Le Conseil d’État a rendu sa décision ce mercredi 13 mai 2026, rejetant le recours intenté contre la nomination d’Amélie de Montchalin à la tête de la Cour des comptes. Selon Le Monde – Politique, les requérants – un universitaire, un ancien magistrat financier et l’association Anticor – ne disposaient pas de l’« intérêt à agir » nécessaire pour contester la décision administrative.
Ce qu'il faut retenir
- Nomination contestée : Amélie de Montchalin, ancienne ministre de l’Action et des Comptes publics, nommée à la tête de la Cour des comptes.
- Recours rejeté : Le Conseil d’État a jugé irrecevable la requête déposée par trois parties.
- Motif principal : Absence d’« intérêt à agir » pour les requérants, selon la haute juridiction.
- Date de la décision : Mercredi 13 mai 2026, jour même du rendu.

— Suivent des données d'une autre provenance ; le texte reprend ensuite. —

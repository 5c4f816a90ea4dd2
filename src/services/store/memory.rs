use super::backend::EntryBackend;
use crate::core::errors::{Error, Result};
use crate::models::entry::{Entry, EntryId, EntryType};
use std::collections::{BTreeSet, HashMap};
use std::sync::{RwLock, RwLockReadGuard, RwLockWriteGuard};

#[derive(Default)]
struct Tables {
    entries: HashMap<EntryId, Entry>,
    by_parent: HashMap<Option<EntryId>, BTreeSet<EntryId>>,
    by_type: HashMap<EntryType, BTreeSet<EntryId>>,
}

impl Tables {
    fn unlink(&mut self, entry: &Entry) {
        if let Some(children) = self.by_parent.get_mut(&entry.parent_id) {
            children.remove(&entry.id);
            if children.is_empty() {
                self.by_parent.remove(&entry.parent_id);
            }
        }
        if let Some(ids) = self.by_type.get_mut(&entry.entry_type()) {
            ids.remove(&entry.id);
        }
    }

    fn link(&mut self, entry: &Entry) {
        self.by_parent
            .entry(entry.parent_id.clone())
            .or_default()
            .insert(entry.id.clone());
        self.by_type
            .entry(entry.entry_type())
            .or_default()
            .insert(entry.id.clone());
    }
}

/// In-process backend with the same contract as the sled one. Nothing is
/// persisted beyond the lifetime of the value.
#[derive(Default)]
pub struct MemoryBackend {
    tables: RwLock<Tables>,
}

impl MemoryBackend {
    pub fn new() -> Self {
        Self::default()
    }

    fn read(&self) -> Result<RwLockReadGuard<'_, Tables>> {
        self.tables
            .read()
            .map_err(|_| Error::Unknown("memory store lock poisoned".to_string()))
    }

    fn write(&self) -> Result<RwLockWriteGuard<'_, Tables>> {
        self.tables
            .write()
            .map_err(|_| Error::Unknown("memory store lock poisoned".to_string()))
    }
}

impl EntryBackend for MemoryBackend {
    fn get_all(&self) -> Result<Vec<Entry>> {
        Ok(self.read()?.entries.values().cloned().collect())
    }

    fn get_by_id(&self, id: &EntryId) -> Result<Option<Entry>> {
        Ok(self.read()?.entries.get(id).cloned())
    }

    fn get_by_parent(&self, parent_id: Option<&EntryId>) -> Result<Vec<Entry>> {
        let tables = self.read()?;
        let Some(children) = tables.by_parent.get(&parent_id.cloned()) else {
            return Ok(Vec::new());
        };
        Ok(children
            .iter()
            .filter_map(|id| tables.entries.get(id).cloned())
            .collect())
    }

    fn get_by_type(&self, entry_type: EntryType) -> Result<Vec<Entry>> {
        let tables = self.read()?;
        let Some(ids) = tables.by_type.get(&entry_type) else {
            return Ok(Vec::new());
        };
        Ok(ids
            .iter()
            .filter_map(|id| tables.entries.get(id).cloned())
            .collect())
    }

    fn add(&self, entry: &Entry) -> Result<()> {
        let mut tables = self.write()?;
        if tables.entries.contains_key(&entry.id) {
            return Err(Error::Conflict(entry.id.clone()));
        }
        tables.link(entry);
        tables.entries.insert(entry.id.clone(), entry.clone());
        Ok(())
    }

    fn update(&self, entry: &Entry) -> Result<()> {
        let mut tables = self.write()?;
        if let Some(previous) = tables.entries.remove(&entry.id) {
            tables.unlink(&previous);
        }
        tables.link(entry);
        tables.entries.insert(entry.id.clone(), entry.clone());
        Ok(())
    }

    fn remove(&self, id: &EntryId) -> Result<()> {
        let mut tables = self.write()?;
        if let Some(previous) = tables.entries.remove(id) {
            tables.unlink(&previous);
        }
        Ok(())
    }

    fn clear(&self) -> Result<()> {
        let mut tables = self.write()?;
        tables.entries.clear();
        tables.by_parent.clear();
        tables.by_type.clear();
        Ok(())
    }
}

La procédure avait été engagée par un universitaire, un ancien magistrat financier et l’association Anticor. Ces derniers contestaient la légalité de la nomination d’Amélie de Montchalin, nommée à la tête de la Rue Cambon en remplacement de Pierre Moscovici. Leur argumentaire reposait notamment sur des allégations de conflits d’intérêts liés à son parcours ministériel.
Dans sa décision, le Conseil d’État rappelle que le recours pour excès de pouvoir exige un « intérêt direct et personnel » à l’annulation de l’acte contesté. Or, les requérants n’ont pas démontré en quoi cette nomination portait atteinte à leurs droits ou à leurs intérêts propres. « Les requérants ne justifient pas d’un intérêt à agir suffisant », précise la juridiction dans sa décision.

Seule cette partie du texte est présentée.